> _REQUIRED WORK_
Your response should contain every line from the data below that holds the string "editor".

> _GIVEN INFORMATION_
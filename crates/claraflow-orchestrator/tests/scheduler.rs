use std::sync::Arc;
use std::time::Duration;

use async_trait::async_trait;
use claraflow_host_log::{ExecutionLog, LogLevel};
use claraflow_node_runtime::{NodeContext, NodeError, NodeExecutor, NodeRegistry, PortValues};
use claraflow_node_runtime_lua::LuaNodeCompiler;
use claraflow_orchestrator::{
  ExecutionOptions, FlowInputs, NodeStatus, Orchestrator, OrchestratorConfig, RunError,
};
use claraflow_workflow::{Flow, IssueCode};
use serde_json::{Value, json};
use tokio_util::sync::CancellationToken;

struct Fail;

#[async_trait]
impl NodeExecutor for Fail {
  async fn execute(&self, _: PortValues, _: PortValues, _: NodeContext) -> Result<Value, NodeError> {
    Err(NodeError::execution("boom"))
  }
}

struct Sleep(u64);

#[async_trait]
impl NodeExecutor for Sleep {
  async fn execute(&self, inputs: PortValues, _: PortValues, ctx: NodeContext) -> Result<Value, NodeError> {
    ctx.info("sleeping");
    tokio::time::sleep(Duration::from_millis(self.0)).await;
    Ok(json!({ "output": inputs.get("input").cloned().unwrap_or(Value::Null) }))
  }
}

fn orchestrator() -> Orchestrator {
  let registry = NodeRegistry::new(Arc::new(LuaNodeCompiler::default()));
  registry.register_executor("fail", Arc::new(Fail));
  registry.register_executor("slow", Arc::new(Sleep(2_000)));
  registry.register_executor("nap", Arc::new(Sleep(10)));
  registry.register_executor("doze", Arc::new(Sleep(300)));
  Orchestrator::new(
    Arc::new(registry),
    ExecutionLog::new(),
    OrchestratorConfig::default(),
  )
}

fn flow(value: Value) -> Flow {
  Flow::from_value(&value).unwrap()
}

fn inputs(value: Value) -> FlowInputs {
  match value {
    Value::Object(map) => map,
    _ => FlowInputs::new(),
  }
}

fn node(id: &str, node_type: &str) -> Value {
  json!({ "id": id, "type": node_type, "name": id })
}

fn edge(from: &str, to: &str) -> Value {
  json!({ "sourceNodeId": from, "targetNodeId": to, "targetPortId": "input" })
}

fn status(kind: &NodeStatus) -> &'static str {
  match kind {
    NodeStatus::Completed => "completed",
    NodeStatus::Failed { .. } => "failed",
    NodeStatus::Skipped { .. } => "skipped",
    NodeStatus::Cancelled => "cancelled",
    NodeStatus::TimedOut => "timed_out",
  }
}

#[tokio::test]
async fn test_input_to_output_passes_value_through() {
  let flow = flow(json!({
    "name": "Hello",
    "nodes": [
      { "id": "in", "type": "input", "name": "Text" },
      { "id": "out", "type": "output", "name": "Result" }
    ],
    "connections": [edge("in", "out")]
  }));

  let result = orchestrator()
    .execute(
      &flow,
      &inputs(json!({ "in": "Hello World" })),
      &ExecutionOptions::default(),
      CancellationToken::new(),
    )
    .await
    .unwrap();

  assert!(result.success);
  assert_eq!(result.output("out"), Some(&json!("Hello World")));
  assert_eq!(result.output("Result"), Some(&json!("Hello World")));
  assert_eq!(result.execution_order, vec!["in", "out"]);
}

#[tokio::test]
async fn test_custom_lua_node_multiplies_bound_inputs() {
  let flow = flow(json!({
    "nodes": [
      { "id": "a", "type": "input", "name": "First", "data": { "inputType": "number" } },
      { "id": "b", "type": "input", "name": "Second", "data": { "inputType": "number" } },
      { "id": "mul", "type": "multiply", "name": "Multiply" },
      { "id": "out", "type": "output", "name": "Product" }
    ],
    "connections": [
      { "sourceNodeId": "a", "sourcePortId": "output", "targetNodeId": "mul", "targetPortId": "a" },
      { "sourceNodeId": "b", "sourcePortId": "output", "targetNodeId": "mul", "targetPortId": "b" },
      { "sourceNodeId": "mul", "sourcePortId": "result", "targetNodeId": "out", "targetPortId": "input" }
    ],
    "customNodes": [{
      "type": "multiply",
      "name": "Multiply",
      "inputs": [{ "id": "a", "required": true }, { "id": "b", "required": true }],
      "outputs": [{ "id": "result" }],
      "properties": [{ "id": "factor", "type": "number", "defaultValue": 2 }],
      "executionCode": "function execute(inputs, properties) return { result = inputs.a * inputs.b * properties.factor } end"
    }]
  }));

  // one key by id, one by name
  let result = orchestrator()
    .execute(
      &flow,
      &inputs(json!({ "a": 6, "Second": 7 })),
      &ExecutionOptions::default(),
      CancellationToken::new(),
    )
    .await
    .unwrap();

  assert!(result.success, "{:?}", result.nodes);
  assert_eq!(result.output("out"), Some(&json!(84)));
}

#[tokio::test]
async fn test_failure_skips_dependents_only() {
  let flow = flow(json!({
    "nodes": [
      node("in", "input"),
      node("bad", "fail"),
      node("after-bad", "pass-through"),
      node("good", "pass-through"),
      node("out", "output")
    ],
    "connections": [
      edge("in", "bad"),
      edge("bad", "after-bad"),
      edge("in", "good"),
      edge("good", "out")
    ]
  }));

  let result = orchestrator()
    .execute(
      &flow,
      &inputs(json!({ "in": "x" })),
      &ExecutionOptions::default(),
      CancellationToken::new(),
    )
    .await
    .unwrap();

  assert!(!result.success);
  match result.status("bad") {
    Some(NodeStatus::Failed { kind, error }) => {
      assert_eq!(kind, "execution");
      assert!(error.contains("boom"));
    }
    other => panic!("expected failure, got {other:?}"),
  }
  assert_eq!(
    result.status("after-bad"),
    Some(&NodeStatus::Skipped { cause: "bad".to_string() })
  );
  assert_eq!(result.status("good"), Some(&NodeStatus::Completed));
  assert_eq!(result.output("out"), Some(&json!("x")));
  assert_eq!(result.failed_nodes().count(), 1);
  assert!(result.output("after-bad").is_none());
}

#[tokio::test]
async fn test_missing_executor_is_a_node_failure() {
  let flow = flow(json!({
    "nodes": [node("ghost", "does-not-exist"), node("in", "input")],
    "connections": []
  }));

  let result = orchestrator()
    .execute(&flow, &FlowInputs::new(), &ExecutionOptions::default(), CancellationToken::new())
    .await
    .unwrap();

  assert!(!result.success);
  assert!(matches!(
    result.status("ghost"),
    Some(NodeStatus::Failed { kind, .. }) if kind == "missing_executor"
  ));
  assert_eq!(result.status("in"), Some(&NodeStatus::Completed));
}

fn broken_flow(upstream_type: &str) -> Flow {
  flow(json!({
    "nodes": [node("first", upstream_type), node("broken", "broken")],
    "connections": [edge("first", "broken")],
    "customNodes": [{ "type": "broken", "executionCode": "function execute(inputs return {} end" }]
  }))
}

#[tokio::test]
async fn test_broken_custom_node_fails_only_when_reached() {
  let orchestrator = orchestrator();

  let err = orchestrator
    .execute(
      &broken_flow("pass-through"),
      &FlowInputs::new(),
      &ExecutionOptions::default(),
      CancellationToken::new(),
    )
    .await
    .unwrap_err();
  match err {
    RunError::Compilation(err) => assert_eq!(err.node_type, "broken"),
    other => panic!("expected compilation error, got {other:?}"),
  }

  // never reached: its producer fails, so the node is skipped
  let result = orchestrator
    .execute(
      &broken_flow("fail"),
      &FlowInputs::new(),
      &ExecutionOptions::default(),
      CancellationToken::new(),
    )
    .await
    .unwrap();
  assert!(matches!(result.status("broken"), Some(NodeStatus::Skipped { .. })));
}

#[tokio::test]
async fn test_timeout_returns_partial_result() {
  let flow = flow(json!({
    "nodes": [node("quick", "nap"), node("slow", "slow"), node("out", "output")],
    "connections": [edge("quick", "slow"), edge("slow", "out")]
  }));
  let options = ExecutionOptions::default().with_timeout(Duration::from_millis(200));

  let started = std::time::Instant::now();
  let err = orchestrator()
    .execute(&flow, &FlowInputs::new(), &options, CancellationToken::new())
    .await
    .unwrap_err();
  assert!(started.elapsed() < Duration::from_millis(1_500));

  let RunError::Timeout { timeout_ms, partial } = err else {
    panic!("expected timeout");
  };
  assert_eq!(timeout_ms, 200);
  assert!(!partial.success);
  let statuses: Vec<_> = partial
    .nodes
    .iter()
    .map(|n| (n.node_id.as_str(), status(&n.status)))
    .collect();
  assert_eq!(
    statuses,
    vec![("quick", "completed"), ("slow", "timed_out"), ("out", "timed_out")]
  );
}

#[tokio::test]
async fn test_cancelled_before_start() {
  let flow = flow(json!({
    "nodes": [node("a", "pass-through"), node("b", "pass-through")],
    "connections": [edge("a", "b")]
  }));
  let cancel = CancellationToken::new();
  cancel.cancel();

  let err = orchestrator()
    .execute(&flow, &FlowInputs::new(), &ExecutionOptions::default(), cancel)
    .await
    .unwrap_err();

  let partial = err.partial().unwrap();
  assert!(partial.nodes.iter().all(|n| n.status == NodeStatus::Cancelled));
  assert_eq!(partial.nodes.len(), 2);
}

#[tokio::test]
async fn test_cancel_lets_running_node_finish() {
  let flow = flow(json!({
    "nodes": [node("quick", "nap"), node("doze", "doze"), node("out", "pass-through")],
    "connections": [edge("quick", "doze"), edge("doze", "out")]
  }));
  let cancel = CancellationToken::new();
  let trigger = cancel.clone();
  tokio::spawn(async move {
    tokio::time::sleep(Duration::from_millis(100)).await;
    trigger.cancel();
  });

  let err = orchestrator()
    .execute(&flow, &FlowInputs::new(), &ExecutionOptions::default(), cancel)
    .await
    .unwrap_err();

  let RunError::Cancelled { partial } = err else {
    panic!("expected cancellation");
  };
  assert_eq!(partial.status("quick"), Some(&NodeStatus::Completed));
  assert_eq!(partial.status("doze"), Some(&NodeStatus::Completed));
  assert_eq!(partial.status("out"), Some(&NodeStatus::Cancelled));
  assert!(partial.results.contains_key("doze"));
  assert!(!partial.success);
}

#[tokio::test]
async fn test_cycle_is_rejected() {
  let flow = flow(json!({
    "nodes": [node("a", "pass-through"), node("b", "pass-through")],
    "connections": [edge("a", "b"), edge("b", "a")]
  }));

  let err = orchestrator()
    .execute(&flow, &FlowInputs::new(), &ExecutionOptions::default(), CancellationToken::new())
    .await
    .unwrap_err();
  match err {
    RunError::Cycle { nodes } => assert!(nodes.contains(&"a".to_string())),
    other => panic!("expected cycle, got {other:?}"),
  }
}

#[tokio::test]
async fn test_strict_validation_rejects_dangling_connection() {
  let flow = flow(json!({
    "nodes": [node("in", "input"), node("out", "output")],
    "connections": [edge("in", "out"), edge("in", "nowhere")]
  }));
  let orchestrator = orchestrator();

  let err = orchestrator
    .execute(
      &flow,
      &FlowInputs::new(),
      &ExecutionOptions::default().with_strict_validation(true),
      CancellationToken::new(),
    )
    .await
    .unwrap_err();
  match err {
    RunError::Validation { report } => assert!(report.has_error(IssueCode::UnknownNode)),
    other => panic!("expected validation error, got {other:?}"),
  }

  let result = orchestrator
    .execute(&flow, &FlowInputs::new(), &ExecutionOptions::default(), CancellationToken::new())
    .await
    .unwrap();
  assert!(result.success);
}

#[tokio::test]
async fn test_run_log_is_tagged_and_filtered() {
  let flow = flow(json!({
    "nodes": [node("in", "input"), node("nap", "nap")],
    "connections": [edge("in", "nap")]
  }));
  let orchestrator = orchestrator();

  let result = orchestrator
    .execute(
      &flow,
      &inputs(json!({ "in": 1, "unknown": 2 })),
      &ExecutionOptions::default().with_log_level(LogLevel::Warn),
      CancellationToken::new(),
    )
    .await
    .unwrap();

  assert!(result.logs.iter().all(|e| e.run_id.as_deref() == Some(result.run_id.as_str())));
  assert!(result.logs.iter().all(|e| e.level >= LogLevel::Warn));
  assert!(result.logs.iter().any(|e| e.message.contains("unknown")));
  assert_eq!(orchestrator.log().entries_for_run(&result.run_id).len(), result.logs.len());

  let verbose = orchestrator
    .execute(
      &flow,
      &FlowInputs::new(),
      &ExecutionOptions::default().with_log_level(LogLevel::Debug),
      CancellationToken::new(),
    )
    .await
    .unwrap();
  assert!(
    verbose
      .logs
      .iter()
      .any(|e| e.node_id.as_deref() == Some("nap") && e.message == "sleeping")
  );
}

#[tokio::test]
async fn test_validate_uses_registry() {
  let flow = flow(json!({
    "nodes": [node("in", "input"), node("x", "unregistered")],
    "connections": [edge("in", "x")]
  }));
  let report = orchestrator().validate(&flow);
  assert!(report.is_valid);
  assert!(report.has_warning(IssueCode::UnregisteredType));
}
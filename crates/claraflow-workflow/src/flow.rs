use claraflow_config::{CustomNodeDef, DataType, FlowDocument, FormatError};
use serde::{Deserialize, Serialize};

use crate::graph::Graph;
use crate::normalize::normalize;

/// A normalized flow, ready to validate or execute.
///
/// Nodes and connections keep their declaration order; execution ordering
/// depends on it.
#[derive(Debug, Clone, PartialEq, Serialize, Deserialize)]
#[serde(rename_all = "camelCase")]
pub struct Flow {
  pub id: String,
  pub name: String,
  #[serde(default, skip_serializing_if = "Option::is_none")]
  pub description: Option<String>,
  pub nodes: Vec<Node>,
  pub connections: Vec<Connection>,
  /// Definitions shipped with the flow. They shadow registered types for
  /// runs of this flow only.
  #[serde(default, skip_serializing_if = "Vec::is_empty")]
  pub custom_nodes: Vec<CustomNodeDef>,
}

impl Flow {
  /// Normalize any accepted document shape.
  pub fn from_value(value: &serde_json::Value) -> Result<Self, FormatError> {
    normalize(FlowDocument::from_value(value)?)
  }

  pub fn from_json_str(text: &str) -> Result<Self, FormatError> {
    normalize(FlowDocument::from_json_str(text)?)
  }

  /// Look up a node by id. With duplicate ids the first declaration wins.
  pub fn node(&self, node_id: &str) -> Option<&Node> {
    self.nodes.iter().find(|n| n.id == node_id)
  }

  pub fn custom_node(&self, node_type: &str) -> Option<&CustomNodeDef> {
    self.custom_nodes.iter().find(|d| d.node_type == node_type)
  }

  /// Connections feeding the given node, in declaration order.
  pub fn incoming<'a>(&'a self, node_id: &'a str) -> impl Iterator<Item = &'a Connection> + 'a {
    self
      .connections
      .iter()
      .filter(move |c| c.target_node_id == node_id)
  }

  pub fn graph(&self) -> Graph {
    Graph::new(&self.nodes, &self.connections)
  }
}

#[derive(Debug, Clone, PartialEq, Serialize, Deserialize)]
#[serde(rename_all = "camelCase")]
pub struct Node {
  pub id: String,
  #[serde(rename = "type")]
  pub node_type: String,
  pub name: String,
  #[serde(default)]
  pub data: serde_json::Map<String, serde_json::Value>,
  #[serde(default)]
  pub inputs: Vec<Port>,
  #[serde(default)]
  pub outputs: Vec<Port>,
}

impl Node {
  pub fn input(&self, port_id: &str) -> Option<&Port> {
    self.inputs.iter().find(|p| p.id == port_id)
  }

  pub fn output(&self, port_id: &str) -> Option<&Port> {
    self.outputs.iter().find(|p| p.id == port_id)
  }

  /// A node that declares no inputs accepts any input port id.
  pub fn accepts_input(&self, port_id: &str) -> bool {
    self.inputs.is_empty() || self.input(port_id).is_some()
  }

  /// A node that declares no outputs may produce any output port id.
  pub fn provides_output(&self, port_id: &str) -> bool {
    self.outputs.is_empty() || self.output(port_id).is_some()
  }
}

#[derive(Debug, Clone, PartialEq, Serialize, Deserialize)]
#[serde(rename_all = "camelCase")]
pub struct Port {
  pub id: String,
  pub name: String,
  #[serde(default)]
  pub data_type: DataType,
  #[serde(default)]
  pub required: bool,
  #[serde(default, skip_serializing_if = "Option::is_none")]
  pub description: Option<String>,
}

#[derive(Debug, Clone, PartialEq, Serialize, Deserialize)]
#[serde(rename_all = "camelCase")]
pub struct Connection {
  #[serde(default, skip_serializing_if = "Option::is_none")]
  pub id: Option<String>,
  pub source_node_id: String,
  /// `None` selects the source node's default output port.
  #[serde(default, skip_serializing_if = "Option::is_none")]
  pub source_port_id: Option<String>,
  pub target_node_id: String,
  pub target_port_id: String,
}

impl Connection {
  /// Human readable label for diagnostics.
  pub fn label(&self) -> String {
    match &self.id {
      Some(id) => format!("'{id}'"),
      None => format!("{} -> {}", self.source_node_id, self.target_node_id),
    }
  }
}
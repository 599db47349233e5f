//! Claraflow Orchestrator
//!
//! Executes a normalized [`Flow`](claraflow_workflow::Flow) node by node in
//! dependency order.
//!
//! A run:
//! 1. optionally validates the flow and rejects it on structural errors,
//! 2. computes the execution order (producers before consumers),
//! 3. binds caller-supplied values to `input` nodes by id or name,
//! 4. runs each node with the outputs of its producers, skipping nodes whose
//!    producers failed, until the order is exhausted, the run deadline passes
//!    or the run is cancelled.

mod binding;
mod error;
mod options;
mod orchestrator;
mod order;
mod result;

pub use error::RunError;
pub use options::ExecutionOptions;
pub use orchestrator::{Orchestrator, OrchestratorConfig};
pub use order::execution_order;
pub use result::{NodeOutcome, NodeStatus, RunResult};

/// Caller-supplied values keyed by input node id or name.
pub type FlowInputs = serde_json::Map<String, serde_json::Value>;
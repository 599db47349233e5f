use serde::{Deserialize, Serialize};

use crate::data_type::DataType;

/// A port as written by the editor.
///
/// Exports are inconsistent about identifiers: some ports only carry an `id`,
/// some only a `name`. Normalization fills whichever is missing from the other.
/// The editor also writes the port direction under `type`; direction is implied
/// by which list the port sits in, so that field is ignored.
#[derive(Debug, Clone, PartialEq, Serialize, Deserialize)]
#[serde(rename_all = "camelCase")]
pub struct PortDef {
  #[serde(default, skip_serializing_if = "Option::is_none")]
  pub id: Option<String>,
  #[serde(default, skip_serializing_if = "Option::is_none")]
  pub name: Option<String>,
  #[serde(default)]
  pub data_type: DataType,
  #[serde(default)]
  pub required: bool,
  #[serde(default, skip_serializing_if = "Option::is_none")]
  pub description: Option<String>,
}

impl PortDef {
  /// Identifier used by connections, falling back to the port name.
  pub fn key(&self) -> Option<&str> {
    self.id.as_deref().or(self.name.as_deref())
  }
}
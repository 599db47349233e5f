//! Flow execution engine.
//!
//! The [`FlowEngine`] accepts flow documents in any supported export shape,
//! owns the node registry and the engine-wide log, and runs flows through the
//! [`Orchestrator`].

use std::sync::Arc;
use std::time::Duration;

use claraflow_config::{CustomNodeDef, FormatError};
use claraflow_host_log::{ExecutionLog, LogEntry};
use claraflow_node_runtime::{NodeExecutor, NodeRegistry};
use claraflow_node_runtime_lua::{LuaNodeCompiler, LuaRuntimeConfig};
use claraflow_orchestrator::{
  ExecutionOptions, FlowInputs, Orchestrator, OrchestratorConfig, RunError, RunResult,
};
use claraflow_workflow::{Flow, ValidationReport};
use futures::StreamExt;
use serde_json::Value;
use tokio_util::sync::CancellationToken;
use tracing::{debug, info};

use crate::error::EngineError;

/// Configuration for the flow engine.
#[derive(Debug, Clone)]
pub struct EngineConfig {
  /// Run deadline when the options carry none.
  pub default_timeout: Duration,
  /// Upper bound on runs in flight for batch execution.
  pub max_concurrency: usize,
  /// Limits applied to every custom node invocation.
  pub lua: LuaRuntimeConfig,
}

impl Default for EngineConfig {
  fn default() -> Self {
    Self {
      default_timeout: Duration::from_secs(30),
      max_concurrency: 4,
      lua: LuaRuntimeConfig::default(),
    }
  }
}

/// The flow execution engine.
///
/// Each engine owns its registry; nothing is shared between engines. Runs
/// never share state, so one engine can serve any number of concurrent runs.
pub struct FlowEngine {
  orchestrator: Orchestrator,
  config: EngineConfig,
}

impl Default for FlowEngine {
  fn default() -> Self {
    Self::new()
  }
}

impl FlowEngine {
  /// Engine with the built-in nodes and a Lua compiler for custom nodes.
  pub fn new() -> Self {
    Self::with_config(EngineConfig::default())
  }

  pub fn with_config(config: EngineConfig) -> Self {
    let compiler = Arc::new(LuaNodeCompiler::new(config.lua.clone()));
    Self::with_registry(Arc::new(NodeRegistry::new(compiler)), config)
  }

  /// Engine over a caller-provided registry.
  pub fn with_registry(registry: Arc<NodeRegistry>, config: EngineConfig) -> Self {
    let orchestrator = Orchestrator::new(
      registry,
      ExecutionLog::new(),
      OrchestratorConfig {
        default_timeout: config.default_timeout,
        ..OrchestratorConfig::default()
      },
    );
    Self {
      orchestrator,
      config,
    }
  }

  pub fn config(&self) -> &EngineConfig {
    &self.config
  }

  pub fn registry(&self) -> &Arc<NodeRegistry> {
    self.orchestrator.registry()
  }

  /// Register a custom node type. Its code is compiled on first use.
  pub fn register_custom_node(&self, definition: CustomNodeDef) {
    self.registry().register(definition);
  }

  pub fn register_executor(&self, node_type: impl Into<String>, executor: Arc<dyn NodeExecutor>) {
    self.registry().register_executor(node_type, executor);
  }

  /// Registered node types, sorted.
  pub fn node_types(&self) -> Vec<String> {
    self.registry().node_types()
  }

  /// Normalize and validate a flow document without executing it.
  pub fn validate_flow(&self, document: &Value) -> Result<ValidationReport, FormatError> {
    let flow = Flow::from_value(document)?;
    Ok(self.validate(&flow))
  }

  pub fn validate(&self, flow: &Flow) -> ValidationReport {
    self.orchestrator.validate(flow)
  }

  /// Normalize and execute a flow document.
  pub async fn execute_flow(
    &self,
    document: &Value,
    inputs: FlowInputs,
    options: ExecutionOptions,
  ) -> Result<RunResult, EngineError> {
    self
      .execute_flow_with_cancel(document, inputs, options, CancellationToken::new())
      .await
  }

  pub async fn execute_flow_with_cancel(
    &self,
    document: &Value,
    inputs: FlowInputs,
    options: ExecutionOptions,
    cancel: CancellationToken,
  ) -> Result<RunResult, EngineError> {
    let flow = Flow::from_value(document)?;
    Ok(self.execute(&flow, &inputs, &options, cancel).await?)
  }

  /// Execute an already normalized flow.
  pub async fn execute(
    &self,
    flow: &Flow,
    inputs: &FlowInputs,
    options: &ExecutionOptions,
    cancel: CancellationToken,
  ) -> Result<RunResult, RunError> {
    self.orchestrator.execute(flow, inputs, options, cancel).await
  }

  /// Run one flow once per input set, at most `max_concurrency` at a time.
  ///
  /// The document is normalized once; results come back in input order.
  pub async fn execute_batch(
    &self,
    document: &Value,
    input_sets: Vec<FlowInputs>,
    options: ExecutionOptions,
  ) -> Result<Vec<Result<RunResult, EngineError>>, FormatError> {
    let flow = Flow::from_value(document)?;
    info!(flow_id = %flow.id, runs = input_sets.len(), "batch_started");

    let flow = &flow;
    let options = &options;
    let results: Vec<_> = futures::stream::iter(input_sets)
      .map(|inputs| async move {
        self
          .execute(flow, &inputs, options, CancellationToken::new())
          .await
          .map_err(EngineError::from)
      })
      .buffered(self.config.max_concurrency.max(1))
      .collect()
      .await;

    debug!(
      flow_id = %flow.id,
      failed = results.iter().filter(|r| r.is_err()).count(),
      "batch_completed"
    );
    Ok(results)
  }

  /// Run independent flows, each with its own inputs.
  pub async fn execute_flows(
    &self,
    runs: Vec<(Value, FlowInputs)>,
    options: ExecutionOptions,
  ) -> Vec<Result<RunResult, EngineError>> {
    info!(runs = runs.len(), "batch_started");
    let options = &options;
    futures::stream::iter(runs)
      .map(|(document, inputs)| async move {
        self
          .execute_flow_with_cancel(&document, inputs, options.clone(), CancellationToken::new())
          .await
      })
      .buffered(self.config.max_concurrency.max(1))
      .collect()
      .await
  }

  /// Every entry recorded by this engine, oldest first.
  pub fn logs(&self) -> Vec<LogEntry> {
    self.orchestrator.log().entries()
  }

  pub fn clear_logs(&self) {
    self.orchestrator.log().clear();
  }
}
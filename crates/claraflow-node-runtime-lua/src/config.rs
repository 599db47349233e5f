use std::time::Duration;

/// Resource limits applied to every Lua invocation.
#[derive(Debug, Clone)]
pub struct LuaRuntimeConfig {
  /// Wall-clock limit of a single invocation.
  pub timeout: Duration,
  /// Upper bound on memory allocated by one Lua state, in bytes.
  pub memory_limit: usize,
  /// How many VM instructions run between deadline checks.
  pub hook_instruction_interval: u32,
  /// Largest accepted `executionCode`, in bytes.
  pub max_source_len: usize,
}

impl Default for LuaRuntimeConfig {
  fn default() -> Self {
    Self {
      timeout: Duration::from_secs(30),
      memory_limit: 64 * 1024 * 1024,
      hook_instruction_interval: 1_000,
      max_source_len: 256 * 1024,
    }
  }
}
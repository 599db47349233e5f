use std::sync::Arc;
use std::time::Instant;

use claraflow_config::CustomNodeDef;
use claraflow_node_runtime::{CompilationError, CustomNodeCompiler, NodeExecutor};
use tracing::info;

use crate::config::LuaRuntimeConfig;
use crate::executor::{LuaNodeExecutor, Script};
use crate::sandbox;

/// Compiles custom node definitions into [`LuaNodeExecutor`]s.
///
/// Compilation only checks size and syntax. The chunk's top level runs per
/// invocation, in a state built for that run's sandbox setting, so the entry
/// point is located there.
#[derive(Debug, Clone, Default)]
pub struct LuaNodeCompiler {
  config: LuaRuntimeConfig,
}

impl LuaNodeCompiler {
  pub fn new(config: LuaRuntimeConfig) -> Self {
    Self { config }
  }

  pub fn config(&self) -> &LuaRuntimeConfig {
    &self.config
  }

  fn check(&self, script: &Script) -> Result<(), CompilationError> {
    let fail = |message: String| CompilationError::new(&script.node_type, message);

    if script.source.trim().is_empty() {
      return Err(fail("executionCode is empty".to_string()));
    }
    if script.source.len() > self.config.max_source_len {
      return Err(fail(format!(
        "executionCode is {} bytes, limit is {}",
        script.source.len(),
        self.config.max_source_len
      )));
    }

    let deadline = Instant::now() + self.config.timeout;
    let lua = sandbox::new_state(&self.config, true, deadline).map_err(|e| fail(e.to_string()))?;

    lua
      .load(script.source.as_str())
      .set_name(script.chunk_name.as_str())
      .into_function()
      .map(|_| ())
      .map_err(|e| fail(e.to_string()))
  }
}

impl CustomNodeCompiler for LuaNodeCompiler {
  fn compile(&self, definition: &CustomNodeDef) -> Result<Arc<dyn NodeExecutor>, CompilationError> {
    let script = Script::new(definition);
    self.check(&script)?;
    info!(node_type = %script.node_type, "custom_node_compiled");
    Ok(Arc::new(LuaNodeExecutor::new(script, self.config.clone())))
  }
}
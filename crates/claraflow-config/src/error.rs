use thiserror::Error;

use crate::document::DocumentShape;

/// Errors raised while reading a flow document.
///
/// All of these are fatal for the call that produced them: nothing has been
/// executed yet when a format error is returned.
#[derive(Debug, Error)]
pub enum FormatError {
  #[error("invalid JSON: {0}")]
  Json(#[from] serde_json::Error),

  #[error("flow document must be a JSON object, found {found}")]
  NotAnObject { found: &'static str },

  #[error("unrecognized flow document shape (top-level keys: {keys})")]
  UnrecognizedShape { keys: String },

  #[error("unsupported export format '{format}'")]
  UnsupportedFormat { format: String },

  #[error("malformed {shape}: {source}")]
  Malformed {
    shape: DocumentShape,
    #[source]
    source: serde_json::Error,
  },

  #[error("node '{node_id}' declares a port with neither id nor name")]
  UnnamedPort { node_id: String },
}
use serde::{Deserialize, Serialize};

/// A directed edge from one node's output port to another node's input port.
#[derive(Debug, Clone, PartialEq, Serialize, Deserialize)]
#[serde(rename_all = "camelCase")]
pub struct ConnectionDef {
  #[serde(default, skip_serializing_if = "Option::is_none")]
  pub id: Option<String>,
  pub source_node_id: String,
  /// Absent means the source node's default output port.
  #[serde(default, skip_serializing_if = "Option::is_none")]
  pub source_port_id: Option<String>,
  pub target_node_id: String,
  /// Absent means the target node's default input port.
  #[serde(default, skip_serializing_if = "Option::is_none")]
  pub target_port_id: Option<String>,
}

> _ANSWER TO THIS TASK_
/// A port as written by the editor.
/// The editor also writes the port direction under `type`; direction is implied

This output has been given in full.